• **Records for this exercise**:
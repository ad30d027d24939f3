#![no_main]

use libfuzzer_sys::fuzz_target;
use lineage_core::source::decode;
use lineage_core::{build_graph, parse_records};

fuzz_target!(|data: &[u8]| {
    let text = decode(data);
    let parsed = parse_records(&text);
    for diagnostic in &parsed.diagnostics {
        assert!(diagnostic.line() >= 1);
    }
    let _ = build_graph(&parsed.records);
});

• **Requirement**: Your task is to transcribe exactly the lines from the one with "let text = decode(data);" through the end of the data, both included, and nothing besides.

• **Response to the exercise**:
    let text = decode(data);
    let parsed = parse_records(&text);
    for diagnostic in &parsed.diagnostics {
        assert!(diagnostic.line() >= 1);
    }
    let _ = build_graph(&parsed.records);
});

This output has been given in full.